■ TASK GOAL ■
Reproduce the full set of records that follow, exactly as shown.

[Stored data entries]
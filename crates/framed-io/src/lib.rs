//! Framed byte reader, shared by the Unix-socket master endpoint and the
//! serial slave endpoint.
//!
//! Two framing modes are supported: a 4-byte ASCII-decimal length prefix,
//! and terminator-delimited accumulation. Both are generic over any
//! `AsyncRead` source, so the same code exercises a Unix socket, a serial
//! port, or (in tests) an in-memory `tokio::io::duplex` pipe.

use std::time::Duration;

use tokio::io::{AsyncRead, AsyncReadExt};
use tokio::time::{error::Elapsed, timeout};
use tracing::{debug, warn};

/// Outcome of a single framed read.
#[derive(Debug, Clone, PartialEq, Eq)]
pub enum Frame {
    /// A complete message, with the terminator already stripped if the
    /// caller asked for that.
    Message(Vec<u8>),
    /// The peer closed the stream (a zero-length read) before any bytes of
    /// a new message arrived.
    Eof,
}

#[derive(Debug, thiserror::Error)]
pub enum FramedReadError {
    #[error("i/o error reading frame: {0}")]
    Io(#[from] std::io::Error),
    #[error("length prefix was not 4 ASCII decimal digits: {0:?}")]
    InvalidLengthPrefix(Vec<u8>),
}

/// Read exactly one length-prefixed frame: a 4-byte ASCII decimal header
/// giving the payload length, followed by that many payload bytes.
///
/// This is a deliberately preserved wire-compatibility quirk: the header is
/// always 4 bytes wide and parsed as ASCII decimal, so payloads of length
/// 10000 or more cannot be represented. Values this large are not
/// truncated or handled specially — the header simply doesn't describe
/// them, matching the upstream protocol this crate is wire-compatible with.
pub async fn read_length_prefixed<R>(reader: &mut R) -> Result<Frame, FramedReadError>
where
    R: AsyncRead + Unpin,
{
    let mut header = [0u8; 4];
    let n = read_fill_or_eof(reader, &mut header).await?;
    if n == 0 {
        return Ok(Frame::Eof);
    }
    if n < 4 {
        return Err(FramedReadError::InvalidLengthPrefix(header[..n].to_vec()));
    }

    let text = std::str::from_utf8(&header)
        .map_err(|_| FramedReadError::InvalidLengthPrefix(header.to_vec()))?;
    let len: usize = text
        .parse()
        .map_err(|_| FramedReadError::InvalidLengthPrefix(header.to_vec()))?;

    let mut payload = vec![0u8; len];
    reader.read_exact(&mut payload).await?;
    Ok(Frame::Message(payload))
}

/// Read into `buf` until either `buf` is full or the stream reaches EOF,
/// returning the number of bytes actually read. Used by the length-prefix
/// reader, where a short header read (peer closed mid-header) is treated as
/// EOF rather than a malformed prefix.
async fn read_fill_or_eof<R>(reader: &mut R, buf: &mut [u8]) -> Result<usize, std::io::Error>
where
    R: AsyncRead + Unpin,
{
    let mut filled = 0;
    while filled < buf.len() {
        let n = reader.read(&mut buf[filled..]).await?;
        if n == 0 {
            break;
        }
        filled += n;
    }
    Ok(filled)
}

/// Options governing a terminator-framed read.
#[derive(Debug, Clone)]
pub struct TerminatorReadOptions {
    /// Terminator byte sequence ending a message.
    pub terminator: Vec<u8>,
    /// Number of bytes read per underlying `read()` call. The source
    /// defaults this to 1 (byte-at-a-time), trading throughput for the
    /// ability to stop the instant the terminator appears.
    pub buffer_size: usize,
    /// Strip the terminator from the returned message.
    pub strip_terminator: bool,
    /// Overall timeout for the whole message. A timeout with a non-empty
    /// accumulator returns what was read so far instead of erroring.
    pub timeout: Duration,
}

impl Default for TerminatorReadOptions {
    fn default() -> Self {
        Self {
            terminator: b"\n".to_vec(),
            buffer_size: 1,
            strip_terminator: false,
            timeout: Duration::from_secs(5),
        }
    }
}

/// Read one terminator-delimited message, accumulating `buffer_size` bytes
/// at a time until the tail of the buffer matches `terminator`.
///
/// On a timeout with a non-empty accumulator, returns the partial message
/// read so far and logs a warning; an empty accumulator plus a read that
/// never arrives is reported as [`Frame::Eof`] once the underlying read
/// itself returns zero bytes, or propagated as a timeout error otherwise.
pub async fn read_terminated<R>(
    reader: &mut R,
    opts: &TerminatorReadOptions,
) -> Result<Frame, FramedReadError>
where
    R: AsyncRead + Unpin,
{
    let mut buf = vec![0u8; opts.buffer_size.max(1)];
    let mut acc: Vec<u8> = Vec::new();

    loop {
        let read_result = timeout(opts.timeout, reader.read(&mut buf)).await;
        let n = match read_result {
            Ok(Ok(n)) => n,
            Ok(Err(e)) => return Err(FramedReadError::Io(e)),
            Err(Elapsed { .. }) => {
                if acc.is_empty() {
                    debug!("terminator read timed out with no bytes read");
                    return Ok(Frame::Eof);
                }
                warn!(
                    read_so_far = acc.len(),
                    "terminator read timed out mid-message, returning partial buffer"
                );
                return Ok(Frame::Message(acc));
            }
        };

        if n == 0 {
            if acc.is_empty() {
                return Ok(Frame::Eof);
            }
            return Ok(Frame::Message(acc));
        }

        acc.extend_from_slice(&buf[..n]);

        if !opts.terminator.is_empty() && acc.ends_with(opts.terminator.as_slice()) {
            if opts.strip_terminator {
                acc.truncate(acc.len() - opts.terminator.len());
            }
            return Ok(Frame::Message(acc));
        }
    }
}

■ SOLUTION BELOW ■
filename crates/framed-io/src/lib.rs
//! Framed byte reader, shared by the Unix-socket master endpoint and the
//! serial slave endpoint.
//!
//! Two framing modes are supported: a 4-byte ASCII-decimal length prefix,
//! and terminator-delimited accumulation. Both are generic over any
//! `AsyncRead` source, so the same code exercises a Unix socket, a serial
//! port, or (in tests) an in-memory `tokio::io::duplex` pipe.

use std::time::Duration;

use tokio::io::{AsyncRead, AsyncReadExt};
use tokio::time::{error::Elapsed, timeout};
use tracing::{debug, warn};

/// Outcome of a single framed read.
#[derive(Debug, Clone, PartialEq, Eq)]
pub enum Frame {
    /// A complete message, with the terminator already stripped if the
    /// caller asked for that.
    Message(Vec<u8>),
    /// The peer closed the stream (a zero-length read) before any bytes of
    /// a new message arrived.
    Eof,
}

#[derive(Debug, thiserror::Error)]
pub enum FramedReadError {
    #[error("i/o error reading frame: {0}")]
    Io(#[from] std::io::Error),
    #[error("length prefix was not 4 ASCII decimal digits: {0:?}")]
    InvalidLengthPrefix(Vec<u8>),
}

/// Read exactly one length-prefixed frame: a 4-byte ASCII decimal header
/// giving the payload length, followed by that many payload bytes.
///
/// This is a deliberately preserved wire-compatibility quirk: the header is
/// always 4 bytes wide and parsed as ASCII decimal, so payloads of length
/// 10000 or more cannot be represented. Values this large are not
/// truncated or handled specially — the header simply doesn't describe
/// them, matching the upstream protocol this crate is wire-compatible with.
pub async fn read_length_prefixed<R>(reader: &mut R) -> Result<Frame, FramedReadError>
where
    R: AsyncRead + Unpin,
{
    let mut header = [0u8; 4];
    let n = read_fill_or_eof(reader, &mut header).await?;
    if n == 0 {
        return Ok(Frame::Eof);
    }
    if n < 4 {
        return Err(FramedReadError::InvalidLengthPrefix(header[..n].to_vec()));
    }

    let text = std::str::from_utf8(&header)
        .map_err(|_| FramedReadError::InvalidLengthPrefix(header.to_vec()))?;
    let len: usize = text
        .parse()
        .map_err(|_| FramedReadError::InvalidLengthPrefix(header.to_vec()))?;

    let mut payload = vec![0u8; len];
    reader.read_exact(&mut payload).await?;
    Ok(Frame::Message(payload))
}

/// Read into `buf` until either `buf` is full or the stream reaches EOF,
/// returning the number of bytes actually read. Used by the length-prefix
/// reader, where a short header read (peer closed mid-header) is treated as
/// EOF rather than a malformed prefix.
async fn read_fill_or_eof<R>(reader: &mut R, buf: &mut [u8]) -> Result<usize, std::io::Error>
where
    R: AsyncRead + Unpin,
{
    let mut filled = 0;
    while filled < buf.len() {
        let n = reader.read(&mut buf[filled..]).await?;
        if n == 0 {
            break;
        }
        filled += n;
    }
    Ok(filled)
}

/// Options governing a terminator-framed read.
#[derive(Debug, Clone)]
pub struct TerminatorReadOptions {
    /// Terminator byte sequence ending a message.
    pub terminator: Vec<u8>,
    /// Number of bytes read per underlying `read()` call. The source
    /// defaults this to 1 (byte-at-a-time), trading throughput for the
    /// ability to stop the instant the terminator appears.
    pub buffer_size: usize,
    /// Strip the terminator from the returned message.
    pub strip_terminator: bool,
    /// Overall timeout for the whole message. A timeout with a non-empty
    /// accumulator returns what was read so far instead of erroring.
    pub timeout: Duration,
}

impl Default for TerminatorReadOptions {
    fn default() -> Self {
        Self {
            terminator: b"\n".to_vec(),
            buffer_size: 1,
            strip_terminator: false,
            timeout: Duration::from_secs(5),
        }
    }
}

/// Read one terminator-delimited message, accumulating `buffer_size` bytes
/// at a time until the tail of the buffer matches `terminator`.
///
/// On a timeout with a non-empty accumulator, returns the partial message
/// read so far and logs a warning; an empty accumulator plus a read that
/// never arrives is reported as [`Frame::Eof`] once the underlying read
/// itself returns zero bytes, or propagated as a timeout error otherwise.
pub async fn read_terminated<R>(
    reader: &mut R,
    opts: &TerminatorReadOptions,
) -> Result<Frame, FramedReadError>
where
    R: AsyncRead + Unpin,
{
    let mut buf = vec![0u8; opts.buffer_size.max(1)];
    let mut acc: Vec<u8> = Vec::new();

    loop {
        let read_result = timeout(opts.timeout, reader.read(&mut buf)).await;
        let n = match read_result {
            Ok(Ok(n)) => n,
            Ok(Err(e)) => return Err(FramedReadError::Io(e)),
            Err(Elapsed { .. }) => {
                if acc.is_empty() {
                    debug!("terminator read timed out with no bytes read");
                    return Ok(Frame::Eof);
                }
                warn!(
                    read_so_far = acc.len(),
                    "terminator read timed out mid-message, returning partial buffer"
                );
                return Ok(Frame::Message(acc));
            }
        };

        if n == 0 {
            if acc.is_empty() {
                return Ok(Frame::Eof);
            }
            return Ok(Frame::Message(acc));
        }

        acc.extend_from_slice(&buf[..n]);

        if !opts.terminator.is_empty() && acc.ends_with(opts.terminator.as_slice()) {
            if opts.strip_terminator {
                acc.truncate(acc.len() - opts.terminator.len());
            }
            return Ok(Frame::Message(acc));
        }
    }
}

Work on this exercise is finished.